→ **TASK STATEMENT**
Search the entries for the word "usize" and report each line that has it.

→ **MATERIAL SHOWN**
--- --- ---
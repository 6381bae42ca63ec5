//! Deterministic motion engine.
//!
//! [`compute_move`] turns one decoded navigation command into a new
//! cursor position. It is a pure function over its inputs: no shared
//! state, no I/O, never blocks. Concurrency and scoring live a level
//! up in the session code.

mod bracket;
mod grid;
mod line;
mod search;
mod sentence;
mod word;

pub use grid::{CellTag, OccupancyGrid, TextGrid};
pub use search::CharSearchMemento;

use line::ScreenSpot;
use protocol::{Command, Position};

/// Outcome of one motion computation.
#[derive(Debug, Clone, Copy, PartialEq, Eq)]
pub struct MotionResult {
    /// The landed position when valid, the input position otherwise.
    pub position: Position,
    /// The preferred column after this motion.
    pub sticky_col: usize,
    /// Whether the caller may apply the result.
    pub valid: bool,
    /// Set when the motion was rejected because its destination is a
    /// hazard cell; the caller charges the penalty for it.
    pub blocked_by_hazard: bool,
}

impl MotionResult {
    fn invalid(from: Position, sticky_col: usize) -> Self {
        Self {
            position: from,
            sticky_col,
            valid: false,
            blocked_by_hazard: false,
        }
    }
}

/// Compute the destination of `command` from `from`.
///
/// `count`/`has_explicit_count` only matter for file jumps, where an
/// explicit count addresses an absolute line; repeated application of
/// other commands is the caller's loop. The search memento belongs to
/// the moving player and is both consumed (repeats) and updated
/// (fresh searches) here.
pub fn compute_move(
    command: Command,
    from: Position,
    text: &TextGrid,
    occupancy: &OccupancyGrid,
    sticky_col: usize,
    memento: &mut CharSearchMemento,
    count: u32,
    has_explicit_count: bool,
) -> MotionResult {
    if text.row_count() == 0 || !text.in_bounds(from) {
        return MotionResult::invalid(from, sticky_col);
    }

    let candidate = match command {
        Command::Left => (from.col > 0).then(|| Position::new(from.row, from.col - 1)),
        Command::Right => {
            (from.col < text.last_col(from.row)).then(|| Position::new(from.row, from.col + 1))
        }
        Command::Down => (from.row + 1 < text.row_count()).then(|| {
            let row = from.row + 1;
            Position::new(row, text.clamp_col(row, sticky_col))
        }),
        Command::Up => (from.row > 0).then(|| {
            let row = from.row - 1;
            Position::new(row, text.clamp_col(row, sticky_col))
        }),

        Command::LineStart => Some(line::line_start(from)),
        Command::LineEnd => Some(line::line_end(text, from)),
        Command::FirstNonBlank => Some(line::first_non_blank(text, from)),
        Command::LastNonBlank => Some(line::last_non_blank(text, from)),

        Command::FileTop => {
            let row = if has_explicit_count {
                count.saturating_sub(1) as usize
            } else {
                0
            };
            Some(line::file_jump(text, row, sticky_col))
        }
        Command::FileBottom => {
            let row = if has_explicit_count {
                count.saturating_sub(1) as usize
            } else {
                text.row_count() - 1
            };
            Some(line::file_jump(text, row, sticky_col))
        }

        Command::ScreenTop => Some(line::screen_row(text, ScreenSpot::Top, sticky_col)),
        Command::ScreenMiddle => Some(line::screen_row(text, ScreenSpot::Middle, sticky_col)),
        Command::ScreenBottom => Some(line::screen_row(text, ScreenSpot::Bottom, sticky_col)),

        Command::WordForward => word::word_forward(text, from, false),
        Command::WordBackward => word::word_backward(text, from, false),
        Command::WordEnd => word::word_end(text, from, false),
        Command::BigWordForward => word::word_forward(text, from, true),
        Command::BigWordBackward => word::word_backward(text, from, true),
        Command::BigWordEnd => word::word_end(text, from, true),

        Command::ParagraphForward => Some(line::paragraph_forward(text, from)),
        Command::ParagraphBackward => Some(line::paragraph_backward(text, from)),

        Command::SentenceForward => sentence::sentence_forward(text, from),
        Command::SentenceBackward => sentence::sentence_backward(text, from),

        Command::CharSearch(kind, target) => {
            memento.record(kind, target);
            search::char_search(text, from, kind, target)
        }
        Command::RepeatSearch => memento
            .last()
            .and_then(|(kind, target)| search::char_search(text, from, kind, target)),
        Command::RepeatSearchReversed => memento
            .last()
            .and_then(|(kind, target)| search::char_search(text, from, kind.reversed(), target)),

        Command::MatchBracket => bracket::matching_bracket(text, from),
    };

    let Some(position) = candidate else {
        return MotionResult::invalid(from, sticky_col);
    };

    // Uniform validity policy.
    if !text.in_bounds(position) {
        return MotionResult::invalid(from, sticky_col);
    }
    if occupancy.is_hazard(position) {
        return MotionResult {
            position: from,
            sticky_col,
            valid: false,
            blocked_by_hazard: true,
        };
    }
    if position == from && !command.is_paragraph() {
        return MotionResult::invalid(from, sticky_col);
    }

    let sticky_col = if command.holds_sticky_column() {
        sticky_col
    } else {
        position.col
    };
    MotionResult {
        position,
        sticky_col,
        valid: true,
        blocked_by_hazard: false,
    }
}
//! Bracket matching (`%`).

use super::grid::TextGrid;
use protocol::Position;

const PAIRS: [(char, char); 3] = [('(', ')'), ('[', ']'), ('{', '}')];

fn pair_for(c: char) -> Option<(char, char, bool)> {
    PAIRS.iter().find_map(|&(open, close)| {
        if c == open {
            Some((open, close, true))
        } else if c == close {
            Some((open, close, false))
        } else {
            None
        }
    })
}

/// From a bracket character, find the balancing bracket of the same
/// kind, scanning across row boundaries and tracking nesting depth.
/// Any other character is a no-op.
pub fn matching_bracket(text: &TextGrid, from: Position) -> Option<Position> {
    let c = text.char_at(from)?;
    let (open, close, forward) = pair_for(c)?;
    let mut depth: usize = 1;
    let mut pos = from;
    loop {
        pos = if forward {
            text.next_cell(pos)?
        } else {
            text.prev_cell(pos)?
        };
        match text.char_at(pos) {
            Some(k) if k == c => depth += 1,
            Some(k) if k == open || k == close => {
                depth -= 1;
                if depth == 0 {
                    return Some(pos);
                }
            }
            _ => {}
        }
    }
}

#[cfg(test)]
mod tests {
    use super::*;

    fn grid(text: &str) -> TextGrid {
        TextGrid::from_text(text)
    }

    #[test]
    fn test_simple_pair() {
        let g = grid("f(x)");
        assert_eq!(
            matching_bracket(&g, Position::new(0, 1)),
            Some(Position::new(0, 3))
        );
        assert_eq!(
            matching_bracket(&g, Position::new(0, 3)),
            Some(Position::new(0, 1))
        );
    }

    #[test]
    fn test_nested_same_kind() {
        let g = grid("((a)(b))");
        assert_eq!(
            matching_bracket(&g, Position::new(0, 0)),
            Some(Position::new(0, 7))
        );
        assert_eq!(
            matching_bracket(&g, Position::new(0, 4)),
            Some(Position::new(0, 6))
        );
    }

    #[test]
    fn test_kinds_track_depth_independently() {
        let g = grid("{a[b]c}");
        assert_eq!(
            matching_bracket(&g, Position::new(0, 0)),
            Some(Position::new(0, 6))
        );
        assert_eq!(
            matching_bracket(&g, Position::new(0, 2)),
            Some(Position::new(0, 4))
        );
    }

    #[test]
    fn test_crosses_rows() {
        let g = grid("fn main() {\n    done();\n}");
        assert_eq!(
            matching_bracket(&g, Position::new(0, 10)),
            Some(Position::new(2, 0))
        );
        assert_eq!(
            matching_bracket(&g, Position::new(2, 0)),
            Some(Position::new(0, 10))
        );
    }

    #[test]
    fn test_non_bracket_is_noop() {
        let g = grid("abc");
        assert_eq!(matching_bracket(&g, Position::new(0, 0)), None);
    }

    #[test]
    fn test_unbalanced_gives_none() {
        let g = grid("(((");
        assert_eq!(matching_bracket(&g, Position::new(0, 0)), None);
    }

    #[test]
    fn test_symmetry_for_all_well_nested_pairs() {
        let g = grid("a(b[c{d}e]f)g");
        for row in 0..g.row_count() {
            for col in 0..g.row_len(row) {
                let p = Position::new(row, col);
                if let Some(q) = matching_bracket(&g, p) {
                    assert_eq!(matching_bracket(&g, q), Some(p));
                }
            }
        }
    }
}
--- --- ---
→ **REPLY**
    pub sticky_col: usize,
    fn invalid(from: Position, sticky_col: usize) -> Self {
    sticky_col: usize,
                count.saturating_sub(1) as usize
                count.saturating_sub(1) as usize
    let mut depth: usize = 1;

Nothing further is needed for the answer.